THE INNISFREE POETRY JOURNAL



Barbara Goldberg



RIDDLE

Real, mean, a stitch in,
any way you cut it, you're in it,
up to your gills in it, you rise
in it and sink, that great leveler,
you kill it, live on borrowed tock
and tick, once upon a it
begins and then goes by as I
will love you till the end of it.


THE EARLY CHILDHOOD OF GRIEF

And from the loins of Reason and Passion
springs Grief, a surly, birdlike boy

who refuses to cry. No gurgling, no babbling,
no scattershot foray into the dense

and dissonant world, choosing instead
to stay mute, to absorb it all

through his eyes, his parents, their singular
deadlock. Passion has no patience

for Grief, nor Reason, the stomach,
so consumed are they by each other.

Grief grows in time as time grows
in him, each nanosecond adding

to his girth. Soon he's wearing
a polka dot vest on his way to school

where he loses his marbles, is pelted
with dumplings. He finds refuge lying

flat on his back in an open field
where he studies the sky, the inhabitants

thereof, at ease in that recitative,
consoled by the heavenly undertones.


FLOCK

The Lord is my shepherd
He rides a red tractor
His work boots caked
With earth and dried dung

He leadeth His sheep
Beside the green pastures
His black dog yapping
To keep them in line

They bow their heads down
To nibble the clover
And lap still waters
They do not want

Nor fear any evil
Grazing in shadows
Their guttural baahs
Akin to amen


POINT OF ORIGIN

We are all visitors here in a country with no
standing army. There are rain forests
with five species of monkeys. Birds
and fish flashing neon colors. In short
a land of plenty where no one goes hungry,
no movies, no Chinese restaurants, no
karaoke bars. We are all visitors.

What place is this, Eden? But gnats
bite our ankles and we have no repellant,
no pills for depression, no shade
at high noon. At night the stars are
magnificent, but after a while even they
grow old. Or is it us and the sea
which is way too salty. We are visitors.

And the god who oversees our lot, casting
a liquid eye on everything that moves
or is still—steam rising from a red snapper
stew, crushed berries in a makeshift
drinking gourd, is he too a visitor standing
out in a crowd, not speaking the language
or merely one in disguise, staying for good?


FLIGHT

This morning, before any bird stirs, we rise
to a world without particulars, huddled

under covers of slate. By the time the first
tinge of pink stains the sky we are driving

untrafficked roads to the terminal where many
small surgeries are performed. Too soon

you sling your black satchel over your shoulder,
a traveler bound to a land sundered by rage.

I head back to town in my blue caravan
with only the shadow of heft, the echo of parry

and thrust. I see you squeezed in a narrow space,
oppressed by loss and the flesh of strangers.

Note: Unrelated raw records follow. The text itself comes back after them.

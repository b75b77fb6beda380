//! 联系人联想下拉框
//!
//! 输入防抖后搜索，滚动到列表底部时加载下一页。

use std::rc::Rc;

use leptos::prelude::*;
use leptos::reactive::owner::LocalStorage;
use leptos::task::spawn_local;

use dafonow_shared::ContactRecord;

use crate::api::{SignupApi, use_signup_api};
use crate::components::icons::Search;
use crate::flow::search::{
    ContactOption, InputAction, MIN_QUERY_LENGTH, SearchConfig, SearchSession, SearchTicket,
    fetch_page,
};
use crate::web::timer::Debouncer;

const PLACEHOLDER: &str = "Enter 3+ letters to search";
const NO_RECORDS: &str = "No Records Found";
/// 距底部小于该像素数即视为滚动到底
const SCROLL_THRESHOLD_PX: i32 = 8;

type Session = RwSignal<SearchSession<ContactOption>>;
type ApiHandle = StoredValue<Rc<dyn SignupApi>, LocalStorage>;

fn run_fetch(api: ApiHandle, session: Session, ticket: SearchTicket) {
    spawn_local(async move {
        let api = api.get_value();
        let result = fetch_page(api.as_ref(), &ticket, false, ContactOption::from).await;
        session.try_update(|s| match result {
            Ok(items) => {
                s.apply(&ticket, items);
            }
            Err(e) => {
                log::warn!("[Search] 搜索联系人失败: {}", e);
                s.fail(&ticket);
            }
        });
    });
}

#[component]
pub fn ContactsSearch(
    /// 当前选中的联系人
    selected: RwSignal<Option<ContactRecord>>,
    #[prop(into)] error: Signal<Option<String>>,
) -> impl IntoView {
    let config = SearchConfig::default();
    let api: ApiHandle = StoredValue::new_local(use_signup_api());
    let session: Session = RwSignal::new(SearchSession::new(config));
    let debouncer = StoredValue::new_local(Debouncer::new(config.debounce_ms));

    let (input, set_input) = signal(String::new());
    let (open, set_open) = signal(false);

    let on_input = move |ev| {
        let value = event_target_value(&ev);
        set_input.set(value.clone());
        set_open.set(true);
        selected.set(None);

        match session.try_update(|s| s.input_changed(&value)) {
            Some(InputAction::Schedule) => debouncer.with_value(|d| {
                d.schedule(move || {
                    if let Some(ticket) = session.try_update(|s| s.start_search()).flatten() {
                        run_fetch(api, session, ticket);
                    }
                })
            }),
            _ => debouncer.with_value(|d| d.cancel()),
        }
    };

    let on_scroll = move |ev: leptos::ev::Event| {
        let list = event_target::<web_sys::Element>(&ev);
        let remaining = list.scroll_height() - list.scroll_top() - list.client_height();
        if remaining > SCROLL_THRESHOLD_PX {
            return;
        }
        if let Some(ticket) = session.try_update(|s| s.load_more()).flatten() {
            run_fetch(api, session, ticket);
        }
    };

    let choose = move |option: ContactOption| {
        set_input.set(option.label.clone());
        selected.set(Some(option.record));
        set_open.set(false);
    };

    let empty_text = move || {
        if input.with(|q| q.chars().count() < MIN_QUERY_LENGTH) {
            PLACEHOLDER
        } else {
            NO_RECORDS
        }
    };

    let options = move || {
        session.with(|s| {
            s.results()
                .iter()
                .cloned()
                .map(|option| {
                    let label = option.label.clone();
                    view! {
                        <li>
                            <a on:mousedown=move |ev| {
                                ev.prevent_default();
                                choose(option.clone());
                            }>{label}</a>
                        </li>
                    }
                })
                .collect_view()
        })
    };

    view! {
        <div class="form-control w-full relative">
            <label class="input input-bordered flex items-center gap-2" class:input-error=move || error.with(Option::is_some)>
                <Search attr:class="h-4 w-4 opacity-60" />
                <input
                    type="text"
                    class="grow"
                    placeholder=PLACEHOLDER
                    autocomplete="off"
                    prop:value=input
                    on:input=on_input
                    on:focus=move |_| set_open.set(true)
                    on:blur=move |_| set_open.set(false)
                />
                <Show when=move || session.with(|s| s.is_loading())>
                    <span class="loading loading-spinner loading-xs"></span>
                </Show>
            </label>

            <Show when=move || open.get()>
                <ul
                    class="menu absolute top-full z-40 mt-1 w-full max-h-60 overflow-y-auto flex-nowrap rounded-box bg-base-100 shadow-lg"
                    on:scroll=on_scroll
                >
                    <Show
                        when=move || session.with(|s| !s.results().is_empty())
                        fallback=move || view! {
                            <li class="disabled"><span>{empty_text}</span></li>
                        }
                    >
                        {options}
                    </Show>
                </ul>
            </Show>

            {move || error.get().map(|msg| view! {
                <span class="text-error text-xs mt-1">{msg}</span>
            })}
        </div>
    }
}
//! HTTP 传输层
//!
//! 使用 `web_sys::fetch` 实现 `HttpTransport`，超时通过 `AbortSignal.timeout` 实现。

use async_trait::async_trait;
use wasm_bindgen::JsCast;
use wasm_bindgen::prelude::*;
use wasm_bindgen_futures::JsFuture;
use web_sys::{AbortSignal, Headers, Request, RequestInit, Response};

use crate::api::HttpTransport;
use crate::api::client::{HttpRequest, HttpResponse};
use crate::api::error::TransportError;
use crate::serde_helper::JsErrorInfo;

/// 基于 `window.fetch` 的传输层
pub struct FetchTransport {
    timeout_ms: u32,
}

impl FetchTransport {
    pub fn new(timeout_ms: u32) -> Self {
        Self { timeout_ms }
    }

    fn build_request(&self, req: &HttpRequest) -> Result<Request, JsValue> {
        let headers = Headers::new()?;
        for (key, value) in &req.headers {
            headers.set(key, value)?;
        }

        let opts = RequestInit::new();
        opts.set_method(req.method.as_str());
        opts.set_headers(&headers.into());
        opts.set_signal(Some(&AbortSignal::timeout_with_u32(self.timeout_ms)));

        if let Some(body) = &req.body {
            opts.set_body(&JsValue::from_str(body));
        }

        Request::new_with_str_and_init(&req.url, &opts)
    }
}

/// fetch 的拒绝值转为 `TransportError`
///
/// 超时时浏览器抛出 `TimeoutError`，网络不可达时抛出 `TypeError: Failed to fetch`。
fn transport_error(value: JsValue) -> TransportError {
    let info = JsErrorInfo::from_js(&value);
    let error = TransportError::new(info.message);
    match info.code.or(info.name) {
        Some(code) => error.with_code(code),
        None => error,
    }
}

async fn read_text(response: &Response) -> Result<String, TransportError> {
    let promise = response.text().map_err(transport_error)?;
    let text = JsFuture::from(promise).await.map_err(transport_error)?;
    Ok(text.as_string().unwrap_or_default())
}

#[async_trait(?Send)]
impl HttpTransport for FetchTransport {
    async fn send(&self, req: HttpRequest) -> Result<HttpResponse, TransportError> {
        let request = self
            .build_request(&req)
            .map_err(|e| TransportError::build_failed(JsErrorInfo::from_js(&e).message))?;

        let window =
            web_sys::window().ok_or_else(|| TransportError::new("无法获取 window 对象"))?;

        let resp_value = JsFuture::from(window.fetch_with_request(&request))
            .await
            .map_err(transport_error)?;

        let response: Response = resp_value
            .dyn_into()
            .map_err(|_| TransportError::new("Response 类型转换失败"))?;

        Ok(HttpResponse {
            status: response.status(),
            status_text: response.status_text(),
            body: read_text(&response).await?,
        })
    }
}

In fact you are flying home via Zurich
and the cool remove of stewards in starched

shirts, the wilderness of your chest still fragrant
with the smell of sex. Tonight an unfettered

moon will graze terrains of our own forgetting.


Barbara Goldberg is the author of five books of poetry, most recently, Marvelous Pursuits, winner of the Violet Reed Haas Award (Snake Nation Press, 1995). The Fire Stays in Red contains her translations of the Iraqi-born Israeli poet Ronny Someck (Wisconsin University Press, Spring 2002). The recipient of two fellowships from the National Endowment for the Arts and numerous grants from the Maryland State Arts Council, her work has appeared in the American Poetry Review, Gettysburg Review, Paris Review, Poetry, and elsewhere. She is the senior speechwriter of a large, nonprofit organization in Washington, DC.